夕暮れの、学校からの帰り道。


茜に染まる道や濃くなる影に紛れて、彼女は友達らしき女子高生と共に、颯爽と歩いていた。


長く艶やかに天使の輪をつくる髪をなびかせて、端正で可愛らしい顔の口角を上げていた。


…笑っていた。


何も知らず、無邪気に、無垢に、彼女は
鮮やかな微笑みを浮かべていた。


一度すれ違ったきりだったけれど、彼女が僕を夢中にするのにはその一度だけで充分だった。


あぁ、好きだ。


愛している。


一瞬すれ違っただけなのに、彼女の存在はいつの日か、僕の心の大半を埋め尽くしていた。


その日から僕は彼女のことを知りたくて仕方がなくて、必死に情報を掻き集めた。


彼女の名前は葉月 沙奈(ハヅキ サナ)だということや、彼女の年齢は高校二年生、十七歳だということ。

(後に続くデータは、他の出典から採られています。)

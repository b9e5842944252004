//! Outbound GitHub issue sync for unified tasks.
//!
//! System-domain tasks without an issue number sit in `github_sync_status =
//! pending` until this adapter mirrors them; a sync failure flips the row to
//! `error` rather than blocking anything else.

use mx_core::types::{GithubSyncStatus, UnifiedTask, UnifiedTaskStatus};
use mx_store::Store;
use octocrab::Octocrab;
use serde::{Deserialize, Serialize};
use tracing::{info, warn};

use crate::IntegrationError;

#[derive(Debug, Clone, Serialize, Deserialize)]
pub struct GitHubConfig {
    pub token: Option<String>,
    pub owner: String,
    pub repo: String,
}

#[derive(Debug, Clone, Serialize, Deserialize)]
pub struct IssueRef {
    pub number: i64,
    pub html_url: String,
    pub open: bool,
}

pub struct GitHubClient {
    octocrab: Octocrab,
    owner: String,
    repo: String,
}

impl GitHubClient {
    pub fn new(config: GitHubConfig) -> Result<Self, IntegrationError> {
        let token = config.token.ok_or(IntegrationError::MissingToken)?;
        let octocrab = Octocrab::builder().personal_token(token).build()?;
        Ok(Self {
            octocrab,
            owner: config.owner,
            repo: config.repo,
        })
    }

    pub fn owner(&self) -> &str {
        &self.owner
    }

    pub fn repo(&self) -> &str {
        &self.repo
    }

    pub fn repo_slug(&self) -> String {
        format!("{}/{}", self.owner, self.repo)
    }

    pub async fn create_issue(
        &self,
        title: &str,
        body: Option<&str>,
    ) -> Result<IssueRef, IntegrationError> {
        let issue = self
            .octocrab
            .issues(&self.owner, &self.repo)
            .create(title)
            .body(body.unwrap_or_default())
            .send()
            .await?;
        Ok(IssueRef {
            number: issue.number as i64,
            html_url: issue.html_url.to_string(),
            open: matches!(issue.state, octocrab::models::IssueState::Open),
        })
    }

    pub async fn fetch_issue(&self, number: u64) -> Result<IssueRef, IntegrationError> {
        let issue = self
            .octocrab
            .issues(&self.owner, &self.repo)
            .get(number)
            .await?;
        Ok(IssueRef {
            number: issue.number as i64,
            html_url: issue.html_url.to_string(),
            open: matches!(issue.state, octocrab::models::IssueState::Open),
        })
    }
}

// ---------------------------------------------------------------------------
// TaskSyncer
// ---------------------------------------------------------------------------

/// Drives the store's pending-sync queue against GitHub.
pub struct TaskSyncer {
    client: GitHubClient,
    store: Store,
}

impl TaskSyncer {
    pub fn new(client: GitHubClient, store: Store) -> Self {
        Self { client, store }
    }

    /// Mirror every system-domain task awaiting sync. Returns how many rows
    /// reached `synced`; failures mark the row `error` and continue.
    pub async fn sync_pending(&self) -> Result<usize, IntegrationError> {
        let pending = self.store.unified_tasks_pending_sync().await?;
        let mut synced = 0;
        for task in pending {
            match self.sync_task(&task).await {
                Ok(issue) => {
                    info!(task_id = task.id, issue = issue.number, "task mirrored to github");
                    synced += 1;
                }
                Err(e) => {
                    warn!(task_id = task.id, error = %e, "github sync failed");
                    self.store
                        .set_github_linkage(task.id, None, None, None, GithubSyncStatus::Error)
                        .await?;
                }
            }
        }
        Ok(synced)
    }

    async fn sync_task(&self, task: &UnifiedTask) -> Result<IssueRef, IntegrationError> {
        let issue = self
            .client
            .create_issue(&task.title, task.description.as_deref())
            .await?;
        self.store
            .set_github_linkage(
                task.id,
                Some(issue.number),
                Some(issue.html_url.clone()),
                Some(self.client.repo_slug()),
                GithubSyncStatus::Synced,
            )
            .await?;
        Ok(issue)
    }

    /// Pull issue state back: a closed issue marks the task done.
    pub async fn pull_status(&self, task: &UnifiedTask) -> Result<bool, IntegrationError> {
        let Some(number) = task.github_issue_number else {
            return Ok(false);
        };
        let issue = self.client.fetch_issue(number as u64).await?;
        if !issue.open && task.status != UnifiedTaskStatus::Done {
            self.store
                .set_unified_status(task.id, UnifiedTaskStatus::Done)
                .await?;
            return Ok(true);
        }
        Ok(false)
    }
}

#[cfg(test)]
mod tests {
    use super::*;

    #[test]
    fn client_requires_token() {
        let result = GitHubClient::new(GitHubConfig {
            token: None,
            owner: "acme".into(),
            repo: "widgets".into(),
        });
        assert!(matches!(result, Err(IntegrationError::MissingToken)));
    }

    #[tokio::test]
    async fn client_carries_repo_identity() {
        let client = GitHubClient::new(GitHubConfig {
            token: Some("ghp_test".into()),
            owner: "acme".into(),
            repo: "widgets".into(),
        })
        .unwrap();
        assert_eq!(client.owner(), "acme");
        assert_eq!(client.repo(), "widgets");
        assert_eq!(client.repo_slug(), "acme/widgets");
    }

    #[test]
    fn issue_ref_serde_roundtrip() {
        let issue = IssueRef {
            number: 42,
            html_url: "https://github.com/acme/widgets/issues/42".into(),
            open: true,
        };
        let json = serde_json::to_string(&issue).unwrap();
        let parsed: IssueRef = serde_json::from_str(&json).unwrap();
        assert_eq!(parsed.number, 42);
        assert!(parsed.open);
    }
}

彼女の友達関係、趣味や部活動、好物や嫌いな物、何事にもまっすぐでとても明るい性格ということ。


…彼女の、全てを調べた。


けれどやはり話したことはなくて、すれ違っただけで、相手は僕のことなど微塵も覚えていないだろう。


だからだ。


僕は、彼女の中に存在していたい。


そう考えた末、僕は彼女を監禁することにした。


二月十八日。


バレンタインデーから四日後のこと。